Making health care providers aware of phlebotomy hospital costs for 11 weeks saved $54,967

TUESDAY, May 17 (HealthDay News) -- Continuously generating awareness among health care providers of the hospital costs of daily phlebotomy can reduce the amount of phlebotomy ordered for nonintensive care surgical patients and can result in significant savings for the hospital, according to a study published in the May issue of the Archives of Surgery.

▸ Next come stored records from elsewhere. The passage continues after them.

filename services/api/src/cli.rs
use crate::commands::{run_clean, run_model_info, run_predict, CleanArgs, PredictArgs};
use crate::server;
use clap::{Args, Parser, Subcommand};
use listing_price::config::{AppConfig, ModelConfig};
use listing_price::error::AppError;
use listing_price::serving::meta_path_for;
use listing_price::telemetry;
use std::path::PathBuf;

#[derive(Parser, Debug)]
#[command(
    name = "Berlin Listing Price Service",
    about = "Serve and inspect nightly price predictions for Berlin short-term rentals",
    version
)]
struct Cli {
    #[command(subcommand)]
    command: Option<Command>,
}

#[derive(Subcommand, Debug)]
enum Command {
    /// Start the HTTP service (default command)
    Serve(ServeArgs),
    /// Predict nightly prices for the listing(s) in a JSON file
    Predict(PredictArgs),
    /// Print the feature manifest of the configured model
    ModelInfo(ModelArgs),
    /// Clean a raw InsideAirbnb listings export into a feature table
    Clean(CleanArgs),
}

#[derive(Args, Debug, Default)]
pub(crate) struct ServeArgs {
    /// Override the configured host for the HTTP server
    #[arg(long)]
    pub(crate) host: Option<String>,
    /// Override the configured port for the HTTP server
    #[arg(long)]
    pub(crate) port: Option<u16>,
    #[command(flatten)]
    pub(crate) model: ModelArgs,
}

#[derive(Args, Debug, Default, Clone)]
pub(crate) struct ModelArgs {
    /// Model artifact to load instead of MODEL_PATH
    #[arg(long)]
    pub(crate) model_path: Option<PathBuf>,
    /// Manifest to load instead of META_PATH
    #[arg(long)]
    pub(crate) meta_path: Option<PathBuf>,
}

impl ModelArgs {
    /// Applies flag overrides on top of the environment-derived paths. A
    /// model override without a manifest override moves the sidecar along.
    pub(crate) fn apply(self, configured: ModelConfig) -> ModelConfig {
        let meta_path = match (&self.model_path, self.meta_path) {
            (_, Some(meta)) => meta,
            (Some(model), None) => meta_path_for(model),
            (None, None) => configured.meta_path,
        };
        ModelConfig {
            model_path: self.model_path.unwrap_or(configured.model_path),
            meta_path,
        }
    }
}

pub(crate) async fn run() -> Result<(), AppError> {
    let cli = Cli::parse();
    let command = cli
        .command
        .unwrap_or_else(|| Command::Serve(ServeArgs::default()));

    match command {
        Command::Serve(args) => server::run(args).await,
        Command::Predict(args) => run_predict(args, prepare_one_shot()?),
        Command::ModelInfo(args) => run_model_info(args, prepare_one_shot()?),
        Command::Clean(args) => {
            prepare_one_shot()?;
            run_clean(args)
        }
    }
}

/// Config and logging for commands that run once and exit.
fn prepare_one_shot() -> Result<AppConfig, AppError> {
    let config = AppConfig::load()?;
    telemetry::init(&config.telemetry, config.environment)?;
    Ok(config)
}
//! Model-serving contract: manifest loading, listing validation, projection
//! into the manifest's feature order, and the HTTP surface over it.

pub mod listing;
pub mod manifest;
pub mod model;
pub mod onnx;
pub mod router;
pub mod service;

#[cfg(test)]
mod tests;

pub use listing::{FeatureValue, ListingRecord, ListingValidationError, LISTING_COLUMNS};
pub use manifest::{load, meta_path_for, FeatureManifest, ManifestError, ServingContext};
pub use model::{FeatureFrame, LinearPipeline, ModelArtifact, ModelError, PriceModel};
pub use onnx::{InputKind, OnnxInput, OnnxPriceModel};
pub use router::{
    prediction_router, BatchPredictionResponse, FeaturesResponse, ModelInfoResponse,
    PredictionResponse,
};
pub use service::{project, round_price, PredictionError, PredictionService};
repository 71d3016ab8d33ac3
pub mod cleaning;
pub mod config;
pub mod error;
pub mod serving;
pub mod telemetry;
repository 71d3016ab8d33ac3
use std::sync::Arc;

use tracing::{debug, warn};

use super::listing::{ListingRecord, ListingValidationError};
use super::manifest::{FeatureManifest, ServingContext};
use super::model::{FeatureFrame, ModelError};

/// Rounds a raw prediction to euro cents.
pub fn round_price(value: f64) -> f64 {
    (value * 100.0).round() / 100.0
}

/// Builds the model input for `records` with columns named and ordered by
/// `feature_order`. Values are always looked up by name.
pub fn project(
    records: &[ListingRecord],
    feature_order: &[String],
) -> Result<FeatureFrame, PredictionError> {
    let mut frame = FeatureFrame::new(feature_order.to_vec());
    for record in records {
        let row = feature_order
            .iter()
            .map(|feature| {
                record
                    .feature(feature)
                    .ok_or_else(|| PredictionError::MissingFeature(feature.clone()))
            })
            .collect::<Result<Vec<_>, _>>()?;
        frame.push_row(row);
    }
    Ok(frame)
}

/// Read-only prediction front end over a loaded [`ServingContext`].
#[derive(Debug, Clone)]
pub struct PredictionService {
    context: Arc<ServingContext>,
}

impl PredictionService {
    pub fn new(context: Arc<ServingContext>) -> Self {
        Self { context }
    }

    pub fn context(&self) -> &ServingContext {
        &self.context
    }

    pub fn manifest(&self) -> &FeatureManifest {
        self.context.manifest()
    }

    /// Predicts the nightly price of a single listing.
    pub fn predict(&self, record: &ListingRecord) -> Result<f64, PredictionError> {
        record.validate().map_err(|source| PredictionError::Validation {
            index: None,
            source,
        })?;
        let mut prices = self.run(std::slice::from_ref(record))?;
        prices.pop().ok_or(PredictionError::OutputLength {
            expected: 1,
            actual: 0,
        })
    }

    /// Predicts prices for `records`, preserving input order. An empty batch
    /// never reaches the model.
    pub fn predict_batch(&self, records: &[ListingRecord]) -> Result<Vec<f64>, PredictionError> {
        if records.is_empty() {
            return Ok(Vec::new());
        }

        for (index, record) in records.iter().enumerate() {
            record
                .validate()
                .map_err(|source| PredictionError::Validation {
                    index: Some(index),
                    source,
                })?;
        }

        self.run(records)
    }

    fn run(&self, records: &[ListingRecord]) -> Result<Vec<f64>, PredictionError> {
        let frame = project(records, self.context.feature_order())?;
        debug!(rows = frame.len(), columns = ?frame.columns(), "running model");

        let raw = self.context.model().predict(&frame)?;
        if raw.len() != records.len() {
            return Err(PredictionError::OutputLength {
                expected: records.len(),
                actual: raw.len(),
            });
        }

        raw.into_iter()
            .enumerate()
            .map(|(index, value)| {
                // Rounding scales by 100, so a huge finite value can overflow here.
                let price = round_price(value);
                if !price.is_finite() {
                    return Err(PredictionError::NonFinite { index });
                }
                if value < 0.0 {
                    warn!(index, value, "model produced a negative price, clamping to zero");
                    return Ok(0.0);
                }
                Ok(price)
            })
            .collect()
    }
}

/// Error raised while serving a prediction.
#[derive(Debug, thiserror::Error)]
pub enum PredictionError {
    #[error("{}{source}", index_prefix(.index))]
    Validation {
        index: Option<usize>,
        source: ListingValidationError,
    },
    #[error("listing does not provide manifest feature '{0}'")]
    MissingFeature(String),
    #[error(transparent)]
    Model(#[from] ModelError),
    #[error("model returned {actual} predictions for {expected} rows")]
    OutputLength { expected: usize, actual: usize },
    #[error("model returned a non-finite prediction for row {index}")]
    NonFinite { index: usize },
}

fn index_prefix(index: &Option<usize>) -> String {
    match index {
        Some(index) => format!("listing {index}: "),
        None => String::new(),
    }
}
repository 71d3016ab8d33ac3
mod common;
mod projection;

Elizabeth A. Stuebing, M.D., M.P.H., from the University of Miami, and Thomas J. Miner, M.D., Ph.D., from Brown University in Providence, R.I., investigated whether simply making health care providers continually aware of the hospital costs of daily phlebotomy would decrease the amount of phlebotomy ordered for nonintensive care surgical patients. In three general surgical services, a weekly announcement was made for 11 weeks for all surgical house staff and attending physicians regarding the dollar amount charged to nonintensive care unit surgical patients for laboratory services during the previous week. Dollars charged per patient per day for routine blood work was the main outcome measured.

The investigators found that the daily charges for phlebotomy were $147.73 per patient at baseline. The daily charges for phlebotomy decreased significantly, to as low as $108.11 per patient per day after 11 weeks, with a correlation coefficient of −0.76. A total of $54,967 was saved over the 11 weeks of intervention.

"Practice patterns, specifically phlebotomy ordering, can be significantly reduced by providers knowing the economic cost of medical decision making. Perhaps making the cost of procedures or tests more immediately available to those ordering them would result in more judicious ordering," the authors write.